Seafloor disturbance and recovery monitoring were conducted in and around the Block Island Wind Farm (BIWF) to assess the impact of wind farm construction activities on the seafloor. Previous studies from Europe have shown that introduction of solid structures onto the seafloor, such as the four-legged BIWF turbine jacket foundations, can modify near-bottom current flow processes and induce scour. This in turn may temporarily or permanently alter seafloor characteristics. Changes in seafloor characteristics may result in loss of native benthic habitat directly impacting benthic community abundance and diversity. It may possibly also compromise functionality and physical integrity of the structures themselves
The seafloor can also be affected by several different construction-related activities such as vessel anchoring, life boat legs anchoring, and trenching for laying of submarine power transmission cables. Accordingly, the primary objectives of the seafloor disturbance and recovery monitoring surveys were to identify and characterize seafloor disturbances associated with wind farm construction activities and to monitor recovery times for the different types of disturbance features over time.
This study included developing and field testing a methodology for monitoring seafloor scour around the turbine foundations in real time using innovative scour monitors. Concrete mats were placed on the unburied cable sections for protection. Scour associated with the concrete mats was also evaluated during this monitoring effort.
Data from the seafloor disturbance and recovery monitoring surveys were intended to provide information necessary for the U.S. Department of the Interior Bureau of Ocean Energy Management’s (BOEM’s) evaluation of environmental effects of future facilities, and to improve the accuracy of models and analysis criteria employed to establish monitoring controls and mitigations. Monitoring and testing were conducted under BOEM’s Real-Time Opportunity for Development Environmental Observations (RODEO) Program
The five-turbine, 30-megawatt BIWF is the nation’s first offshore wind facility, and is located 4.5 kilometers (2.8 miles) from Block Island, Rhode Island, in the Atlantic Ocean. Water column depth in the wind farm area is approximately 30 meters (m) (98.4 feet [ft]). BIWF construction was completed in two phases. During Phase 1, five steel jacket foundations were installed on the seafloor. Phase 2 involved installation of the turbines on the foundations and laying of the submarine power transmission cables. Phase 1 construction occurred between 26 July and 26 October 2015, and Phase 2 construction occurred between 13 May and 18 August 2016.

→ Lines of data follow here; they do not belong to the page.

//! Uniform JSON response envelope.
//!
//! ```json
//! {"status":"success","data":{...},"meta":{...}}
//! {"status":"error","error":{"code":404,"message":"no such user"}}
//! ```

use http::StatusCode;
use serde::Serialize;
use serde_json::Value;

use crate::response::{IntoResponse, Json, Response};

#[derive(Clone, Copy, Debug, PartialEq, Eq, Serialize)]
#[serde(rename_all = "lowercase")]
pub enum Outcome {
    Success,
    Error,
}

#[derive(Clone, Debug, PartialEq, Eq, Serialize)]
pub struct ErrorBody {
    pub code: u16,
    pub message: String,
}

#[derive(Clone, Debug, Serialize)]
pub struct Envelope<T = Value> {
    pub status: Outcome,
    #[serde(skip_serializing_if = "Option::is_none")]
    pub data: Option<T>,
    #[serde(skip_serializing_if = "Option::is_none")]
    pub error: Option<ErrorBody>,
    #[serde(skip_serializing_if = "Option::is_none")]
    pub meta: Option<Value>,
}

impl<T> Envelope<T> {
    pub fn success(data: T) -> Self {
        Self { status: Outcome::Success, data: Some(data), error: None, meta: None }
    }

    pub fn with_meta(mut self, meta: impl Serialize) -> Self {
        self.meta = serde_json::to_value(meta).ok();
        self
    }
}

impl Envelope<Value> {
    pub fn error(code: u16, message: impl Into<String>) -> Self {
        Self {
            status: Outcome::Error,
            data: None,
            error: Some(ErrorBody { code, message: message.into() }),
            meta: None,
        }
    }
}

/// Success envelopes answer `200`; error envelopes use their code as the HTTP
/// status when it is one, `500` otherwise.
impl<T: Serialize> IntoResponse for Envelope<T> {
    fn into_response(self) -> Response {
        let status = match &self.error {
            Some(err) => StatusCode::from_u16(err.code)
                .unwrap_or(StatusCode::INTERNAL_SERVER_ERROR),
            None => StatusCode::OK,
        };
        (status, Json(self)).into_response()
    }
}

#[cfg(test)]
mod tests {
    use serde_json::json;

    use super::*;

    #[test]
    fn success_omits_absent_fields() {
        let env = Envelope::success(json!({"id": 7})).with_meta(json!({"page": 1}));
        assert_eq!(
            serde_json::to_value(&env).unwrap(),
            json!({"status": "success", "data": {"id": 7}, "meta": {"page": 1}})
        );
    }

    #[test]
    fn error_envelope_sets_http_status() {
        let res = Envelope::error(404, "no such user").into_response();

        assert_eq!(res.status_code(), StatusCode::NOT_FOUND);
        let body: Value = serde_json::from_slice(res.body()).unwrap();
        assert_eq!(body, json!({"status": "error", "error": {"code": 404, "message": "no such user"}}));
    }

    #[test]
    fn bogus_error_code_becomes_500() {
        let res = Envelope::error(42, "weird").into_response();
        assert_eq!(res.status_code(), StatusCode::INTERNAL_SERVER_ERROR);
    }
}
//! Outbound HTTP client.
//!
//! A pooled hyper client that carries the inbound correlation id onto every
//! call made on behalf of a request, so one id follows a request across
//! services:
//!
//! ```rust,no_run
//! use servkit::{Client, Request, Response};
//!
//! async fn proxy_user(req: Request) -> Response {
//!     let client = Client::new();
//!     match client.get("http://users.internal/users/1", req.request_id()).await {
//!         Ok(upstream) => Response::json(upstream.into_body()),
//!         Err(_) => Response::status(servkit::StatusCode::BAD_GATEWAY),
//!     }
//! }
//! ```

use std::time::Duration;

use bytes::Bytes;
use http::header::CONTENT_TYPE;
use http::{HeaderValue, Method, Uri};
use http_body_util::{BodyExt, Full};
use hyper_util::client::legacy::Client as HyperClient;
use hyper_util::client::legacy::connect::HttpConnector;
use hyper_util::rt::TokioExecutor;
use tracing::debug;

use crate::error::Error;
use crate::middleware::request_id::{RequestId, X_REQUEST_ID};

/// Per-call deadline covering connect, send and body download.
pub const DEFAULT_TIMEOUT: Duration = Duration::from_secs(30);

/// Cheap to clone; clones share the connection pool.
#[derive(Clone)]
pub struct Client {
    inner: HyperClient<HttpConnector, Full<Bytes>>,
    timeout: Duration,
}

impl Client {
    pub fn new() -> Self {
        Self {
            inner: HyperClient::builder(TokioExecutor::new()).build_http(),
            timeout: DEFAULT_TIMEOUT,
        }
    }

    pub fn with_timeout(mut self, timeout: Duration) -> Self {
        self.timeout = timeout;
        self
    }

    /// Sends `req`, setting `X-Request-ID` from `origin` when one is given.
    /// The response body is collected before returning.
    pub async fn send(
        &self,
        mut req: http::Request<Full<Bytes>>,
        origin: Option<&RequestId>,
    ) -> Result<http::Response<Bytes>, Error> {
        if let Some(value) = origin.and_then(|id| HeaderValue::from_str(id).ok()) {
            req.headers_mut().insert(X_REQUEST_ID, value);
        }
        debug!(method = %req.method(), uri = %req.uri(), request_id = ?origin.map(RequestId::as_str), "outbound request");

        let call = async {
            let res = self.inner.request(req).await?;
            let (head, body) = res.into_parts();
            let body = body.collect().await?.to_bytes();
            Ok::<_, Error>(http::Response::from_parts(head, body))
        };

        tokio::time::timeout(self.timeout, call)
            .await
            .map_err(|_| Error::Timeout(self.timeout))?
    }

    pub async fn get(&self, url: &str, origin: Option<&RequestId>) -> Result<http::Response<Bytes>, Error> {
        let req = http::Request::builder()
            .method(Method::GET)
            .uri(url.parse::<Uri>()?)
            .body(Full::default())?;
        self.send(req, origin).await
    }

    pub async fn post(
        &self,
        url: &str,
        origin: Option<&RequestId>,
        content_type: &str,
        body: impl Into<Bytes>,
    ) -> Result<http::Response<Bytes>, Error> {
        let req = http::Request::builder()
            .method(Method::POST)
            .uri(url.parse::<Uri>()?)
            .header(CONTENT_TYPE, content_type)
            .body(Full::new(body.into()))?;
        self.send(req, origin).await
    }
}

impl Default for Client {
    fn default() -> Self { Self::new() }
}
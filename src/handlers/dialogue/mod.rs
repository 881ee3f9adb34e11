//! Dialogue WebSocket relay
//!
//! One client socket maps to one upstream dialogue session. The client speaks
//! a small JSON protocol:
//!
//! ```json
//! {"type": "start"}
//! {"type": "audio", "data": "<base64 PCM16LE 16kHz>"}
//! {"type": "text_query", "text": "How are you?"}
//! {"type": "say_hello", "text": "Hello!"}
//! {"type": "stop"}
//! ```
//!
//! and receives `session_started`, `user_speaking`, `asr_result`,
//! `user_speech_ended`, `ai_speaking_start`, `audio`, `ai_text`,
//! `ai_speaking_end`, `ai_response_ended` and `error` messages. Every
//! `ai_response_ended.fullText` ends with a bracketed suggestion such as
//! `【I'm doing great, thanks!】`.

pub mod handler;
pub mod messages;
pub mod orchestrator;
pub mod translator;

pub use handler::dialogue_handler;
pub use messages::{ClientCommand, ClientRoute, ServerMessage};
pub use orchestrator::{Orchestrator, SessionInput, SessionState, run_session};
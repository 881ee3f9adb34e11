//! Core relay building blocks: the wire protocol, the upstream link and the
//! suggestion deriver. Nothing in here knows about axum or the client socket.

pub mod error;
pub mod protocol;
pub mod suggestion;
pub mod upstream;

pub use error::{RelayError, RelayResult};

pub use protocol::{ClientEvent, EventPhase, Frame, MessageType, Payload, Serialization, ServerEvent};

pub use upstream::{
    DoubaoConnector, OutboundGate, PendingQueue, UpstreamConnect, UpstreamEvent,
    UpstreamEventCallback, UpstreamLink,
};

pub use suggestion::{SuggestionDeriver, TextCompletion, extract_bracketed, heuristic_reply};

Five rounds of seafloor bathymetry surveys were conducted within a defined construction Work Area from a small research vessel using a Reson SeaBat 7125 ultra-high-resolution multibeam echosounder. The first survey was conducted in May 2016, approximately 7 months after completion of the Phase 1 construction. The second survey was conducted in October 2016, approximately 10 months after completion of Phase 1 construction activities and 2 months after completion of Phase 2 construction activities. The remaining three surveys were conducted approximately 7, 12, and 24 months after completion of Phase 2 construction. Seafloor bathymetry data from the first and second surveys were primarily used to characterize the different types of seafloor disturbance features that resulted from Phase 1 and 2 construction activities. Data from the three rounds of post-construction surveys (Surveys 3, 4, and 5) were used to evaluate the rate of seafloor recovery.
A pair of innovative scour monitors were also field tested during the study. These were installed on the Turbine 3 foundation, and they recorded in real time changes in seafloor elevations up to a distance of10 m (32.8 ft) from the foundation. A near-continuous seafloor elevation dataset was collected over the course of 14 months and 19 days. A seafloor-mounted acoustic wave and current profiler was installed nearby to provide data on oceanographic conditions (e.g., water levels, currents, and waves). Site-specific oceanographic data supported analyses and interpretation of data obtained from scour monitors.
The overall conclusion from monitoring surveys was that 1) a relatively small area of the seafloor off Block Island was disturbed by wind farm construction activities, and 2) much of the disturbed area fully recovered within a relatively short time. The criteria for designating sea bed as “fully recovered” was a condition in which no clear sign of any disturbance was evident as indicated by interpretation of the survey data. A “partially recovered” designation was assigned if only a section of a disturbance feature showed signs of recovery as indicated by interpretation of the survey data.